The structure is a hugely important one in Egyptian history for reasons that transcend even its distinctive shape. For it marks the point where the most ambitious of the country’s architects abandoned the relatively fragile material of mud-brick in favor of the more durable one of limestone. Indeed, as far as we know, Djoser’s stepped pyramid was the first monumental building constructed purely in stone in the history of the world.
The tomb apparently began as a fairly conventional mastaba in terms of form, albeit constructed on an unusually grand scale. But as construction continued over many years, the form of the structure began to morph into something Egypt had never seen before. From a single rectangular building, it evolved into a tiered pyramidal shape of six levels, 197 feet (60 meters) in height. It essentially became, in other words, six mastabas stacked on top of one another, each successive one of them smaller than the one upon which it was erected. One proposed but by no means definitive etymology of our word “pyramid,” which traces it back to an ancient Greek word meaning a form of cake, makes an uncanny sort of sense in this context: the Pyramid of Djoser can easily be pictured as an immense wedding cake in stone.
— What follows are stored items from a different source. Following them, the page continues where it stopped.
impl Toolbox {
    /// Bind to `workspace_dir`, canonicalizing it once. Every subsequent path
    /// argument is resolved against this root and prefix-checked.
    pub fn bind(workspace_dir: &Path) -> Result<Self, ToolError> {
        Ok(Self {
            root: workspace_dir.canonicalize()?,
        })
    }

    pub fn root(&self) -> &Path {
        &self.root
    }

    /// Resolve a caller-supplied path inside the workspace or fail with a
    /// traversal error before any I/O happens.
    pub fn resolve(&self, path: &str) -> Result<PathBuf, ToolError> {
        resolve_under(&self.root, Path::new(path)).ok_or_else(|| ToolError::Traversal {
            path: path.to_string(),
        })
    }

    /// Read a UTF-8 text file, path relative to the workspace root.
    pub fn read_file(&self, path: &str) -> Result<String, ToolError> {
        let target = self.resolve(path)?;
        let bytes = fs::read(&target)?;
        String::from_utf8(bytes).map_err(|_| ToolError::Decode {
            path: path.to_string(),
        })
    }

    /// Write text to a workspace file, creating parent directories and
    /// replacing any existing content.
    pub fn write_file(&self, path: &str, content: &str) -> Result<(), ToolError> {
        let target = self.resolve(path)?;
        if let Some(parent) = target.parent() {
            fs::create_dir_all(parent)?;
        }
        fs::write(&target, content)?;
        Ok(())
    }

    /// List regular files under `base` matching `pattern`, as paths relative
    /// to the workspace root, sorted.
    ///
    /// Pattern semantics follow per-segment globbing: `*` does not cross
    /// directory separators, `**` does.
    pub fn list_files(&self, base: &str, pattern: &str) -> Result<Vec<String>, ToolError> {
        let base_dir = self.resolve(base)?;
        let matcher = glob::Pattern::new(pattern).map_err(|source| ToolError::BadPattern {
            pattern: pattern.to_string(),
            source,
        })?;
        let options = glob::MatchOptions {
            require_literal_separator: true,
            ..glob::MatchOptions::new()
        };

        let mut files = Vec::new();
        for entry in walkdir::WalkDir::new(&base_dir).into_iter().filter_map(Result::ok) {
            if !entry.file_type().is_file() {
                continue;
            }
            let rel_to_base = match entry.path().strip_prefix(&base_dir) {
                Ok(rel) => rel,
                Err(_) => continue,
            };
            if matcher.matches_path_with(rel_to_base, options) {
                if let Ok(rel_to_root) = entry.path().strip_prefix(&self.root) {
                    files.push(rel_to_root.to_string_lossy().into_owned());
                }
            }
        }
        files.sort();
        Ok(files)
    }

    /// Search the workspace with ripgrep. Returns an empty list when the
    /// binary is not installed, with a warning in the service log.
    pub fn search_code(&self, pattern: &str, base: &str) -> Result<Vec<SearchMatch>, ToolError> {
        let base_dir = self.resolve(base)?;
        let argv = vec![
            "rg".to_string(),
            "--json".to_string(),
            pattern.to_string(),
            base_dir.to_string_lossy().into_owned(),
        ];
        let out = match run_with_deadline(&argv, &self.root, SEARCH_DEADLINE) {
            Ok(out) => out,
            Err(e) if e.is_missing_binary() => {
                warn!("rg is not installed; search_code returns no matches");
                return Ok(Vec::new());
            }
            Err(e) => return Err(e.into()),
        };

        let mut matches = Vec::new();
        for line in out.stdout.lines() {
            let Ok(record) = serde_json::from_str::<serde_json::Value>(line) else {
                continue;
            };
            if record.get("type").and_then(|t| t.as_str()) != Some("match") {
                continue;
            }
            let data = &record["data"];
            let (Some(file), Some(line_number), Some(text)) = (
                data["path"]["text"].as_str(),
                data["line_number"].as_u64(),
                data["lines"]["text"].as_str(),
            ) else {
                continue;
            };
            matches.push(SearchMatch {
                file: file.to_string(),
                line: line_number,
                text: text.trim().to_string(),
            });
        }
        Ok(matches)
    }

    /// `git status` in the workspace. Failures come back in the body text
    /// rather than as errors, so the agent can read them.
    pub fn git_status(&self) -> Result<String, ToolError> {
        self.git_readback(&["status"])
    }

    /// Unified diff of the working tree against `base` (typically `HEAD`).
    pub fn git_diff(&self, base: &str) -> Result<String, ToolError> {
        self.git_readback(&["diff", base])
    }

    fn git_readback(&self, args: &[&str]) -> Result<String, ToolError> {
        let mut argv = vec!["git".to_string()];
        argv.extend(args.iter().map(|s| s.to_string()));
        let out = run_with_deadline(&argv, &self.root, GIT_DEADLINE)?;
        if out.success() {
            Ok(out.stdout)
        } else {
            Ok(format!("{}{}", out.stdout, out.stderr))
        }
    }

    /// Apply a unified diff via `git apply --whitespace=fix`, staging the
    /// diff in a scratch file that is removed when this call returns.
    pub fn apply_patch(&self, diff: &str) -> Result<CmdOutput, ToolError> {
        let mut scratch = tempfile::Builder::new()
            .prefix("code-action-")
            .suffix(".patch")
            .tempfile()?;
        scratch.write_all(diff.as_bytes())?;
        scratch.flush()?;

        let argv = vec![
            "git".to_string(),
            "apply".to_string(),
            "--whitespace=fix".to_string(),
            scratch.path().to_string_lossy().into_owned(),
        ];
        // Scratch file lives until after the subprocess finishes; Drop then
        // removes it even on the error paths.
        Ok(run_with_deadline(&argv, &self.root, PATCH_DEADLINE)?)
    }

    /// Hard-reset the repository to `to_ref`, discarding uncommitted changes.
    /// Unlike status/diff this raises on a non-zero exit.
    pub fn git_reset(&self, to_ref: &str) -> Result<(), ToolError> {
        let argv = vec![
            "git".to_string(),
            "reset".to_string(),
            "--hard".to_string(),
            to_ref.to_string(),
        ];
        let out = run_with_deadline(&argv, &self.root, GIT_DEADLINE)?;
        if out.success() {
            Ok(())
        } else {
            Err(ToolError::CommandFailed {
                command: "git reset".to_string(),
                code: out.exit_code,
                stderr: out.stderr,
            })
        }
    }

    /// Run an allowlisted command in the workspace with a hard deadline.
    pub fn run_command(&self, argv: &[String], timeout: Duration) -> Result<CmdOutput, ToolError> {
        let Some(executable) = argv.first() else {
            return Err(ToolError::EmptyCommand);
        };
        if !policy::command_allowed(executable) {
            return Err(ToolError::CommandNotAllowed {
                command: executable.clone(),
            });
        }
        Ok(run_with_deadline(argv, &self.root, timeout)?)
    }
}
In addition to evoking the primeval mound at the beginning of creation, the pyramid’s shape thus came to represent a staircase for the pharaoh entombed within it to ascend on his way up to heaven. To ensure that Djoser’s soul would feel at home whenever he chose to visit his tomb, a place to which the Egyptians believed it would remain connected through eternity, the pyramid was surrounded with a scale model of the living pharaoh’s palace courtyard . Below the pyramid, archaeologists have found a tangle of passages and chambers, which were apparently altered, added onto, and abandoned as the structure above them evolved — a trait Djoser’s pyramid shares with many of its progeny. Within the underground tangle are replicas of the pharaoh’s living quarters, pantries, and even what Egyptoligists speculate to be a re-creation of the chambers of the royal harem. The pharaoh’s mummy was presumably laid to rest in a central granite vault far below the surface of the desert. (This last must remain speculative because, like most other ancient Egyptian monuments, Djoser’s stepped pyramid was robbed long, long ago.)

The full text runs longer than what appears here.